Task directions — Where the word "bool" appears in a line below, copy the whole line.
Segment Open
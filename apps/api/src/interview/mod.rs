// Interview practice engine.
// Implements: prompt templates, per-session conversation state, the
// start/submit orchestrator, the in-memory session store and HTTP handlers.
// All model calls go through llm_client::TextGenerator.

pub mod conversation;
pub mod handlers;
pub mod orchestrator;
pub mod prompts;
pub mod session;
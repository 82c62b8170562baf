//! In-memory, per-session interview state.
//!
//! Each session owns its own `ConversationState` behind an async mutex, held for
//! the whole transition so two requests on one session never interleave.
//! Nothing survives a restart. Sessions idle for longer than the configured TTL
//! are dropped on the next insert or sweep.

use std::collections::HashMap;
use std::sync::Arc;
use std::time::Duration;

use chrono::{DateTime, Utc};
use serde::Serialize;
use tokio::sync::{Mutex, RwLock};
use tokio::task::JoinHandle;
use tokio::time::Instant;
use tracing::info;
use uuid::Uuid;

use crate::interview::conversation::{ConversationState, InterviewInputs};

#[derive(Debug, Clone, Serialize)]
pub struct InterviewSession {
    pub id: Uuid,
    pub created_at: DateTime<Utc>,
    #[serde(skip)]
    pub inputs: InterviewInputs,
    pub state: ConversationState,
}

impl InterviewSession {
    pub fn new(inputs: InterviewInputs, state: ConversationState) -> Self {
        Self {
            id: Uuid::new_v4(),
            created_at: Utc::now(),
            inputs,
            state,
        }
    }
}

pub type SessionHandle = Arc<Mutex<InterviewSession>>;

struct StoredSession {
    handle: SessionHandle,
    last_active: Instant,
}

impl StoredSession {
    /// A session whose mutex is held is mid-transition and never expires.
    fn is_expired(&self, now: Instant, idle_ttl: Duration) -> bool {
        now.duration_since(self.last_active) > idle_ttl && self.handle.try_lock().is_ok()
    }
}

#[derive(Clone)]
pub struct SessionStore {
    sessions: Arc<RwLock<HashMap<Uuid, StoredSession>>>,
    idle_ttl: Duration,
}

impl SessionStore {
    pub fn new(idle_ttl: Duration) -> Self {
        Self {
            sessions: Arc::new(RwLock::new(HashMap::new())),
            idle_ttl,
        }
    }

    pub async fn insert(&self, session: InterviewSession) -> Uuid {
        let id = session.id;
        let now = Instant::now();
        let mut sessions = self.sessions.write().await;
        sessions.retain(|_, stored| !stored.is_expired(now, self.idle_ttl));
        sessions.insert(
            id,
            StoredSession {
                handle: Arc::new(Mutex::new(session)),
                last_active: now,
            },
        );
        id
    }

    /// Looks up a session and marks it as active.
    pub async fn get(&self, id: Uuid) -> Option<SessionHandle> {
        let mut sessions = self.sessions.write().await;
        let stored = sessions.get_mut(&id)?;
        stored.last_active = Instant::now();
        Some(stored.handle.clone())
    }

    pub async fn remove(&self, id: Uuid) -> bool {
        self.sessions.write().await.remove(&id).is_some()
    }

    pub async fn active_count(&self) -> usize {
        self.sessions.read().await.len()
    }

    /// Drops every idle session and returns how many were evicted.
    pub async fn purge_expired(&self) -> usize {
        let now = Instant::now();
        let mut sessions = self.sessions.write().await;
        let before = sessions.len();
        sessions.retain(|_, stored| !stored.is_expired(now, self.idle_ttl));
        before - sessions.len()
    }

    /// Runs `purge_expired` every `every` until the runtime shuts down.
    pub fn spawn_sweeper(&self, every: Duration) -> JoinHandle<()> {
        let store = self.clone();
        tokio::spawn(async move {
            let mut ticker = tokio::time::interval(every);
            loop {
                ticker.tick().await;
                let evicted = store.purge_expired().await;
                if evicted > 0 {
                    info!("Evicted {evicted} idle interview session(s)");
                }
            }
        })
    }
}
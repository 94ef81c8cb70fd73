//! Network model shared by the intent framework: topology resources, the
//! opaque device-program abstraction, staged operation batches, topology
//! change events, and the device-facing apply trait.

mod event;
mod program;
mod resource;
mod sink;

pub use event::{DeviceEvent, HostEvent, LinkEvent, TopologyEvent};
pub use program::{
    DeviceProgram, ProgramBatch, ProgramError, ProgramId, ProgramOp, ProgramOpKind, ProgramStage,
};
pub use resource::{ConnectPoint, DeviceId, HostId, LinkKey, NetworkResource, PortNumber};
pub use sink::{DynProgramSink, ProgramSink};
Segment Closed
Exercise solution —
    fn is_expired(&self, now: Instant, idle_ttl: Duration) -> bool {
    pub async fn remove(&self, id: Uuid) -> bool {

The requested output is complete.